(Records contained in a dataset)
------------------------------------------------------------------------

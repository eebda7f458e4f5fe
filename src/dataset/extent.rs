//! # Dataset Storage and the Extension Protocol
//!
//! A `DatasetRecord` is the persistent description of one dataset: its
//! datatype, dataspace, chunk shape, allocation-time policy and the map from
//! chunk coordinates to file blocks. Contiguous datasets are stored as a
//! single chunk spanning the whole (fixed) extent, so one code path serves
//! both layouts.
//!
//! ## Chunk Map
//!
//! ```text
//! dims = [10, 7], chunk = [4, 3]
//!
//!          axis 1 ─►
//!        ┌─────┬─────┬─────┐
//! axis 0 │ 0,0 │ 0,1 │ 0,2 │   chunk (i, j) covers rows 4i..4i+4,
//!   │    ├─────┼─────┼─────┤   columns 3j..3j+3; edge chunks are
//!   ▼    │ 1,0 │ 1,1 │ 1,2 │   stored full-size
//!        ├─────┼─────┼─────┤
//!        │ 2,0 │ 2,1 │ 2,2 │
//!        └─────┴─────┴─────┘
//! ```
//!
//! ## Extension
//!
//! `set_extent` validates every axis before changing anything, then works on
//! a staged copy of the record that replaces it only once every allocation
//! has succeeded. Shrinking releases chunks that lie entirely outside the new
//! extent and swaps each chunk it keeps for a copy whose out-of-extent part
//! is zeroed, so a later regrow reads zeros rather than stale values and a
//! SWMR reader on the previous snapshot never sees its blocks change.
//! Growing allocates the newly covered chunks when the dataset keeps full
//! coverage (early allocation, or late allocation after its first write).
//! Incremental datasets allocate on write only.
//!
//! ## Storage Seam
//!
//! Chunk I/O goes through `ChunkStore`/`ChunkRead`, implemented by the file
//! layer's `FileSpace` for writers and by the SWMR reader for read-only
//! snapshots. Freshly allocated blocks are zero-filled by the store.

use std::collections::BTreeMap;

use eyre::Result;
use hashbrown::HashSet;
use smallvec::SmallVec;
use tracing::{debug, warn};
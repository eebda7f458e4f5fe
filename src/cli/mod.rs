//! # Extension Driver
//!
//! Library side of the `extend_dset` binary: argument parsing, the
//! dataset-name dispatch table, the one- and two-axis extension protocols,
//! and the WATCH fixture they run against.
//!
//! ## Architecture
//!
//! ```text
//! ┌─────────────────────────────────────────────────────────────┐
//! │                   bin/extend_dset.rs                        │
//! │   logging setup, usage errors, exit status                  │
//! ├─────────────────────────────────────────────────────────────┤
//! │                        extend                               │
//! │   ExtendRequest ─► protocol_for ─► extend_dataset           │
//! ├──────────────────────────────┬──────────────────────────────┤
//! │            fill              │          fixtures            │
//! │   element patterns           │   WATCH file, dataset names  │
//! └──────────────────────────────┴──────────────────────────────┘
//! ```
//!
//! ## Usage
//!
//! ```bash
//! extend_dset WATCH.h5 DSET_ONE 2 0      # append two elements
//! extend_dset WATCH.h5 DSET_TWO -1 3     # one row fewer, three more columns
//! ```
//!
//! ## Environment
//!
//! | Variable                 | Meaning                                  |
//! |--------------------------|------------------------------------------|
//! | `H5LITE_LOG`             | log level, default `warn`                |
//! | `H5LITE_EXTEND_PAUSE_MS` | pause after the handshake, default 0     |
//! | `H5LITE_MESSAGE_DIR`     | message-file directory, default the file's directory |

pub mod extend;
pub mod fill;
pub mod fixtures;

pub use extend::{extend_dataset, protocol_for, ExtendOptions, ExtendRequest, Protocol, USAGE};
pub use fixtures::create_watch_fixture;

------------------------------------------------------------------------

Within the records above, find every line holding the word "SWMR" and give the total as a bare number.

2